Sorry, where in the Twitter files did it show this?

What I saw was campaigns on both sides giving Twitter feedback, and then Twitter employees independently deliberating.




I’ve seen a few cases from that and they absolutely looked like agencies pointing things out and sometimes Twitter’d go “oh yeah, that’s bad and against our TOS” and take action, and other times they’d go “nah, it’s ok” and… not take action. Also curious to see if there’s evidence that what I’ve seen were outliers rather than the norm, and in fact Twitter was normally just doing whatever was asked of them even if it wasn’t actually a clear violation of Twitter’s rules being pointed out.


There seemed to be a lot of confusion between "govt brought something to companies attention" and "Jack Booted Thugs neck squeezed social media company to censor for them."

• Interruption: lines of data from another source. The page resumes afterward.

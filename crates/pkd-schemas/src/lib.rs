use chrono::{DateTime, Utc};
use serde::{Deserialize, Serialize};

/// A single trackable item within an order.
///
/// `confirmed` is the tracking-confirmation flag: it transitions false → true
/// at most once per pickup session and never reverts. The dispatch service is
/// the only party that sets it.
#[derive(Debug, Clone, PartialEq, Eq, Serialize, Deserialize)]
pub struct Package {
    #[serde(rename = "trackingCode")]
    pub tracking_code: String,
    #[serde(rename = "trackingConfirmation")]
    pub confirmed: bool,
}

impl Package {
    pub fn new(tracking_code: impl Into<String>, confirmed: bool) -> Self {
        Self {
            tracking_code: tracking_code.into(),
            confirmed,
        }
    }
}

#[derive(Debug, Clone, PartialEq, Eq, Serialize, Deserialize)]
pub struct Receiver {
    pub name: String,
    #[serde(default, skip_serializing_if = "Option::is_none")]
    pub mobile: Option<String>,
}

/// A delivery/pickup unit. Package order is registration order and is
/// significant: the confirmation UI renders the list positionally.
#[derive(Debug, Clone, PartialEq, Eq, Serialize, Deserialize)]
pub struct Order {
    #[serde(rename = "_id")]
    pub id: String,
    pub receiver: Receiver,
    pub packages: Vec<Package>,
}

/// Partial order update carried by a tracking reply: the authoritative
/// package list only. The store replaces its list wholesale with this.
#[derive(Debug, Clone, PartialEq, Eq, Serialize, Deserialize)]
pub struct OrderPatch {
    pub packages: Vec<Package>,
}

// ---------------------------------------------------------------------------
// Dispatch reply envelopes (consumed contract)
// ---------------------------------------------------------------------------

/// Reply to a tracking-code submission.
///
/// `success = false` is an application-level rejection (code not related to
/// the order), not an error; `message` is display-ready and passed through
/// verbatim. On success the service includes the post-update package list.
#[derive(Debug, Clone, PartialEq, Eq, Serialize, Deserialize)]
pub struct TrackingReply {
    pub success: bool,
    #[serde(default, skip_serializing_if = "Option::is_none")]
    pub order: Option<OrderPatch>,
    #[serde(default, skip_serializing_if = "Option::is_none")]
    pub message: Option<String>,
}

/// Reply to a pickup-finalization request.
#[derive(Debug, Clone, PartialEq, Eq, Serialize, Deserialize)]
pub struct FinalizeReply {
    pub success: bool,
    #[serde(default, skip_serializing_if = "Option::is_none")]
    pub order: Option<Order>,
    #[serde(default, skip_serializing_if = "Option::is_none")]
    pub message: Option<String>,
    #[serde(rename = "errorCode", default, skip_serializing_if = "Option::is_none")]
    pub error_code: Option<String>,
}

/// Reply to a mobile-number confirmation. `token` is the session token the
/// caller adopts on success.
#[derive(Debug, Clone, PartialEq, Eq, Serialize, Deserialize)]
pub struct ConfirmMobileReply {
    pub success: bool,
    #[serde(default, skip_serializing_if = "Option::is_none")]
    pub token: Option<String>,
    #[serde(default, skip_serializing_if = "Option::is_none")]
    pub message: Option<String>,
}

#[derive(Debug, Clone, PartialEq, Eq, Serialize, Deserialize)]
pub struct ResendCodeReply {
    pub success: bool,
    #[serde(default, skip_serializing_if = "Option::is_none")]
    pub message: Option<String>,
}

#[derive(Debug, Clone, PartialEq, Eq, Serialize, Deserialize)]
pub struct TicketReply {
    pub success: bool,
    #[serde(default, skip_serializing_if = "Option::is_none")]
    pub message: Option<String>,
}

// ---------------------------------------------------------------------------
// Support-ticket submission
// ---------------------------------------------------------------------------

/// Photo metadata attached to a support ticket. Image bytes and device paths
/// stay outside this core; the service receives metadata plus an upload the
/// transport layer owns.
#[derive(Debug, Clone, PartialEq, Eq, Serialize, Deserialize)]
pub struct PhotoAttachment {
    #[serde(rename = "name")]
    pub file_name: String,
    #[serde(rename = "type")]
    pub mime: String,
}

/// A validated support ticket ready for submission.
#[derive(Debug, Clone, PartialEq, Eq, Serialize, Deserialize)]
pub struct TicketSubmission {
    pub category: String,
    pub details: String,
    #[serde(rename = "orderId", default, skip_serializing_if = "Option::is_none")]
    pub order_id: Option<String>,
    pub photos: Vec<PhotoAttachment>,
    pub created_at_utc: DateTime<Utc>,
}
//! Scenario: mobile confirmation and resend cooldown against the simulator
//!
//! # Invariant under test
//!
//! A malformed code is refused locally (zero service calls); a matching
//! code yields the session token; resend requests inside the 60-second
//! cooldown window are refused locally and allowed again once it elapses.

use chrono::{Duration, TimeZone, Utc};
use pkd_dispatch_sim::SimDispatch;
use pkd_support::mobile::{
    confirm_mobile, resend_confirm_code, ConfirmOutcome, MobileFlowError, ResendCooldown,
    ResendOutcome, RESEND_COOLDOWN_SECS,
};

#[tokio::test]
async fn malformed_code_is_refused_without_a_service_call() {
    let sim = SimDispatch::new();
    sim.seed_confirm_code("user-1", "12345");

    let err = confirm_mobile(&sim, "user-1", "12").await.unwrap_err();
    assert!(matches!(err, MobileFlowError::InvalidCode(_)));
    assert_eq!(sim.counters().confirm_mobile, 0);
}

#[tokio::test]
async fn matching_code_yields_the_session_token() {
    let sim = SimDispatch::new();
    sim.seed_confirm_code("user-1", "12345");

    let outcome = confirm_mobile(&sim, "user-1", "12345").await.unwrap();
    assert_eq!(
        outcome,
        ConfirmOutcome::Confirmed {
            token: "sim:token:user-1".to_string()
        }
    );
}

#[tokio::test]
async fn wrong_code_is_a_rejection_not_an_error() {
    let sim = SimDispatch::new();
    sim.seed_confirm_code("user-1", "12345");

    let outcome = confirm_mobile(&sim, "user-1", "54321").await.unwrap();
    assert!(matches!(outcome, ConfirmOutcome::Rejected { message: Some(_) }));
}

#[tokio::test]
async fn resend_is_refused_during_cooldown_and_allowed_after() {
    let sim = SimDispatch::new();
    let mut cooldown = ResendCooldown::new();
    let t0 = Utc.with_ymd_and_hms(2026, 3, 2, 11, 0, 0).unwrap();

    // First resend goes through and arms the cooldown.
    let sent = resend_confirm_code(&sim, &mut cooldown, "d@example.com", "5512345678", t0)
        .await
        .unwrap();
    assert_eq!(sent, ResendOutcome::Sent);
    assert_eq!(sim.counters().resend_confirm_code, 1);

    // Thirty seconds in: refused locally, service untouched.
    let err = resend_confirm_code(
        &sim,
        &mut cooldown,
        "d@example.com",
        "5512345678",
        t0 + Duration::seconds(30),
    )
    .await
    .unwrap_err();
    assert_eq!(
        err,
        MobileFlowError::CooldownActive {
            seconds_remaining: RESEND_COOLDOWN_SECS - 30
        }
    );
    assert_eq!(sim.counters().resend_confirm_code, 1);

    // Cooldown elapsed: allowed again.
    let again = resend_confirm_code(
        &sim,
        &mut cooldown,
        "d@example.com",
        "5512345678",
        t0 + Duration::seconds(RESEND_COOLDOWN_SECS),
    )
    .await
    .unwrap();
    assert_eq!(again, ResendOutcome::Sent);
    assert_eq!(sim.counters().resend_confirm_code, 2);
}
//! pkd-session
//!
//! Pickup-session orchestration: the caller-side protocol around the pure
//! reconciliation engine.
//!
//! Architectural decisions:
//! - One in-flight scan at a time; a second submission while one is
//!   outstanding is refused, not queued.
//! - The store applies results under last-call-wins sequencing; stale
//!   results are dropped, never merged.
//! - Completion never finalizes implicitly: the caller reads
//!   `ScanReport::pickup_complete` and invokes `finalize` as an explicit
//!   second step.
//! - An abandoned call is recovered with `abandon_scan`, which also
//!   invalidates the orphaned result.

mod error;
mod session;
mod store;

pub use error::SessionError;
pub use session::{FinalizeReport, PickupSession};
pub use store::OrderStore;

Everything I’ve seen from the Twitter Files makes it look like nothing bad was going on. It’s done the opposite of making me believe there’s a scandal being exposed. “Oh, that’s the worst that was ‘uncovered’? Cool, glad everything was actually fine.”

Wild how the same primary source can be taken so completely differently by different sets of people.


> how the same primary source

Very few people looked at the primary source.


The federal government just pointedly asked why certain users haven't been kicked off the platform, what's the big deal

https://twitter.com/davidzweig/status/1607383214452080647

They're just angrily berating tech companies that aren't aggressive enough in their censorship, what's the big deal

https://twitter.com/davidzweig/status/1607383819287515137

I'm sorry, I object in the strongest possible terms to characterizing the USG's involvement with social media to be "bringing something to their attention". They are not some friendly internet anon or third-party researchers, they are state agencies with the power to make life very difficult for any company they decide isn't compliant enough.


In First Amendment jurisprudence, there is a very specific bar as to when government involvement becomes unconstitutional coercive state action. That bar requires direction from the government and a (potentially implicit) threat of government action or retaliation if compliance is not met. Bellyaching about what a company or individual doing doesn't meet that bar, otherwise pretty much every single congressional hearing would be illegal.

As far as I'm aware, no one has yet produced any evidence that the US government reached that bar with respect to Twitter. There's definitely been several lawsuits that have attempted to allege this--and some where the judges tried to push the plaintiffs to actually properly allege this--but nothing has ever stuck, primarily because everyone filing these suits seem to think that the government looking in a social media company's direction somehow makes it automatically a First Amendment violation.


Whether or not the involvement documented rises to the level of a 1A violation is an interesting legal question but ultimately not the one that I'm primarily concerned with.

The question I care about is: is the government taking a direct and active role in censoring online speech? The answer is a clear yes, and nobody is really disputing it. I find the arguments here ("well twitter helped", "it wasn't technically illegal") to be very weak defenses. Paid employees of federal agencies should not be involved in the moderation processes of social media companies.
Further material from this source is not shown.